Your assignment
Transcribe the records that follow, preserving every word.

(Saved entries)

####

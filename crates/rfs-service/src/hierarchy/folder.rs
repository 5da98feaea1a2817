//! Folder operations: reads, create, rename, move, cascading delete.

use tracing::info;

use rfs_core::error::AppError;
use rfs_core::result::AppResult;
use rfs_core::types::FolderId;
use rfs_entity::folder::{CreateFolder, Folder, FolderContent, Subtree};

use super::ancestry::is_ancestor_or_self;
use super::service::{HierarchyService, rejected};

impl HierarchyService {
    /// Gets a folder by ID.
    pub async fn get_folder(&self, id: FolderId) -> AppResult<Folder> {
        self.store
            .get_folder(id)
            .await?
            .ok_or_else(|| AppError::not_found(format!("Folder {id} not found")))
    }

    /// Lists the folders directly inside `id`.
    pub async fn list_folders_in(&self, id: FolderId) -> AppResult<Vec<Folder>> {
        self.require_folder(id).await?;
        self.store.child_folders(id).await
    }

    /// A folder with its direct child folders and files.
    pub async fn get_folder_content(&self, id: FolderId) -> AppResult<FolderContent> {
        let current_folder = self.get_folder(id).await?;
        let folders = self.store.child_folders(id).await?;
        let files = self.store.child_files(id).await?;

        Ok(FolderContent {
            current_folder,
            folders,
            files,
        })
    }

    /// Content of the root folder.
    pub async fn get_root_content(&self) -> AppResult<FolderContent> {
        let root_id = self.store.root_id().await?;
        self.get_folder_content(root_id).await
    }

    /// Creates a folder under an existing parent.
    pub async fn create_folder(&self, name: &str, parent_id: FolderId) -> AppResult<FolderId> {
        let _guard = self.lock_mutations().await;

        if !self.store.folder_exists(parent_id).await? {
            return Err(rejected(
                "create_folder",
                AppError::bad_request(format!("Parent folder {parent_id} does not exist")),
            ));
        }

        let id = self
            .store
            .create_folder(&CreateFolder {
                name: name.to_string(),
                parent_id,
            })
            .await?;

        info!(folder_id = %id, parent_id = %parent_id, name = %name, "Folder created");
        Ok(id)
    }

    /// Renames a folder. The root may be renamed.
    pub async fn update_folder(&self, id: FolderId, name: &str) -> AppResult<()> {
        if !self.store.folder_exists(id).await? {
            return Err(rejected(
                "update_folder",
                AppError::not_found(format!("Folder {id} not found")),
            ));
        }
        self.store.rename_folder(id, name).await?;

        info!(folder_id = %id, name = %name, "Folder renamed");
        Ok(())
    }

    /// Moves a folder under `destination_id`.
    ///
    /// Checks run in a fixed order: the destination must exist, then the
    /// subject must exist (both `BadRequest`), the subject must not be the
    /// root, and the subject must not be the destination or any of its
    /// ancestors (both `IllegalOperation`).
    pub async fn move_folder(&self, id: FolderId, destination_id: FolderId) -> AppResult<()> {
        let _guard = self.lock_mutations().await;

        if !self.store.folder_exists(destination_id).await? {
            return Err(rejected(
                "move_folder",
                AppError::bad_request(format!(
                    "Destination folder {destination_id} does not exist"
                )),
            ));
        }
        if !self.store.folder_exists(id).await? {
            return Err(rejected(
                "move_folder",
                AppError::bad_request(format!("Folder {id} does not exist")),
            ));
        }
        if self.store.is_root(id).await? {
            return Err(rejected(
                "move_folder",
                AppError::illegal_operation("The root folder cannot be moved"),
            ));
        }
        if is_ancestor_or_self(self.store.as_ref(), id, destination_id).await? {
            return Err(rejected(
                "move_folder",
                AppError::illegal_operation(format!(
                    "Folder {id} cannot be moved into itself or one of its descendants"
                )),
            ));
        }

        self.store.reparent_folder(id, Some(destination_id)).await?;

        info!(folder_id = %id, destination_id = %destination_id, "Folder moved");
        Ok(())
    }

    /// Deletes a folder and everything transitively inside it.
    pub async fn delete_folder_and_content(&self, id: FolderId) -> AppResult<Subtree> {
        let _guard = self.lock_mutations().await;

        if !self.store.folder_exists(id).await? {
            return Err(rejected(
                "delete_folder",
                AppError::not_found(format!("Folder {id} not found")),
            ));
        }
        if self.store.is_root(id).await? {
            return Err(rejected(
                "delete_folder",
                AppError::illegal_operation("The root folder cannot be deleted"),
            ));
        }

        let removed = self.store.delete_subtree(id).await?;

        info!(
            folder_id = %id,
            folders = removed.folders.len(),
            files = removed.files.len(),
            "Folder and content deleted"
        );
        Ok(removed)
    }

    /// `NotFound` unless the folder exists.
    pub(crate) async fn require_folder(&self, id: FolderId) -> AppResult<()> {
        if self.store.folder_exists(id).await? {
            Ok(())
        } else {
            Err(AppError::not_found(format!("Folder {id} not found")))
        }
    }
}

####

Task result
filename crates/rfs-service/src/hierarchy/folder.rs
repository 5da98feaea1a2817
//! Folder operations: reads, create, rename, move, cascading delete.

use tracing::info;

use rfs_core::error::AppError;
use rfs_core::result::AppResult;
use rfs_core::types::FolderId;
use rfs_entity::folder::{CreateFolder, Folder, FolderContent, Subtree};

use super::ancestry::is_ancestor_or_self;
use super::service::{HierarchyService, rejected};

impl HierarchyService {
    /// Gets a folder by ID.
    pub async fn get_folder(&self, id: FolderId) -> AppResult<Folder> {
        self.store
            .get_folder(id)
            .await?
            .ok_or_else(|| AppError::not_found(format!("Folder {id} not found")))
    }

    /// Lists the folders directly inside `id`.
    pub async fn list_folders_in(&self, id: FolderId) -> AppResult<Vec<Folder>> {
        self.require_folder(id).await?;
        self.store.child_folders(id).await
    }

    /// A folder with its direct child folders and files.
    pub async fn get_folder_content(&self, id: FolderId) -> AppResult<FolderContent> {
        let current_folder = self.get_folder(id).await?;
        let folders = self.store.child_folders(id).await?;
        let files = self.store.child_files(id).await?;

        Ok(FolderContent {
            current_folder,
            folders,
            files,
        })
    }

    /// Content of the root folder.
    pub async fn get_root_content(&self) -> AppResult<FolderContent> {
        let root_id = self.store.root_id().await?;
        self.get_folder_content(root_id).await
    }

    /// Creates a folder under an existing parent.
    pub async fn create_folder(&self, name: &str, parent_id: FolderId) -> AppResult<FolderId> {
        let _guard = self.lock_mutations().await;

        if !self.store.folder_exists(parent_id).await? {
            return Err(rejected(
                "create_folder",
                AppError::bad_request(format!("Parent folder {parent_id} does not exist")),
            ));
        }

        let id = self
            .store
            .create_folder(&CreateFolder {
                name: name.to_string(),
                parent_id,
            })
            .await?;

        info!(folder_id = %id, parent_id = %parent_id, name = %name, "Folder created");
        Ok(id)
    }

    /// Renames a folder. The root may be renamed.
    pub async fn update_folder(&self, id: FolderId, name: &str) -> AppResult<()> {
        if !self.store.folder_exists(id).await? {
            return Err(rejected(
                "update_folder",
                AppError::not_found(format!("Folder {id} not found")),
            ));
        }
        self.store.rename_folder(id, name).await?;

        info!(folder_id = %id, name = %name, "Folder renamed");
        Ok(())
    }

    /// Moves a folder under `destination_id`.
    ///
    /// Checks run in a fixed order: the destination must exist, then the
    /// subject must exist (both `BadRequest`), the subject must not be the
    /// root, and the subject must not be the destination or any of its
    /// ancestors (both `IllegalOperation`).
    pub async fn move_folder(&self, id: FolderId, destination_id: FolderId) -> AppResult<()> {
        let _guard = self.lock_mutations().await;

        if !self.store.folder_exists(destination_id).await? {
            return Err(rejected(
                "move_folder",
                AppError::bad_request(format!(
                    "Destination folder {destination_id} does not exist"
                )),
            ));
        }
        if !self.store.folder_exists(id).await? {
            return Err(rejected(
                "move_folder",
                AppError::bad_request(format!("Folder {id} does not exist")),
            ));
        }
        if self.store.is_root(id).await? {
            return Err(rejected(
                "move_folder",
                AppError::illegal_operation("The root folder cannot be moved"),
            ));
        }
        if is_ancestor_or_self(self.store.as_ref(), id, destination_id).await? {
            return Err(rejected(
                "move_folder",
                AppError::illegal_operation(format!(
                    "Folder {id} cannot be moved into itself or one of its descendants"
                )),
            ));
        }

        self.store.reparent_folder(id, Some(destination_id)).await?;

        info!(folder_id = %id, destination_id = %destination_id, "Folder moved");
        Ok(())
    }

    /// Deletes a folder and everything transitively inside it.
    pub async fn delete_folder_and_content(&self, id: FolderId) -> AppResult<Subtree> {
        let _guard = self.lock_mutations().await;

        if !self.store.folder_exists(id).await? {
            return Err(rejected(
                "delete_folder",
                AppError::not_found(format!("Folder {id} not found")),
            ));
        }
        if self.store.is_root(id).await? {
            return Err(rejected(
                "delete_folder",
                AppError::illegal_operation("The root folder cannot be deleted"),
            ));
        }

        let removed = self.store.delete_subtree(id).await?;

        info!(
            folder_id = %id,
            folders = removed.folders.len(),
            files = removed.files.len(),
            "Folder and content deleted"
        );
        Ok(removed)
    }

    /// `NotFound` unless the folder exists.
    pub(crate) async fn require_folder(&self, id: FolderId) -> AppResult<()> {
        if self.store.folder_exists(id).await? {
            Ok(())
        } else {
            Err(AppError::not_found(format!("Folder {id} not found")))
        }
    }
}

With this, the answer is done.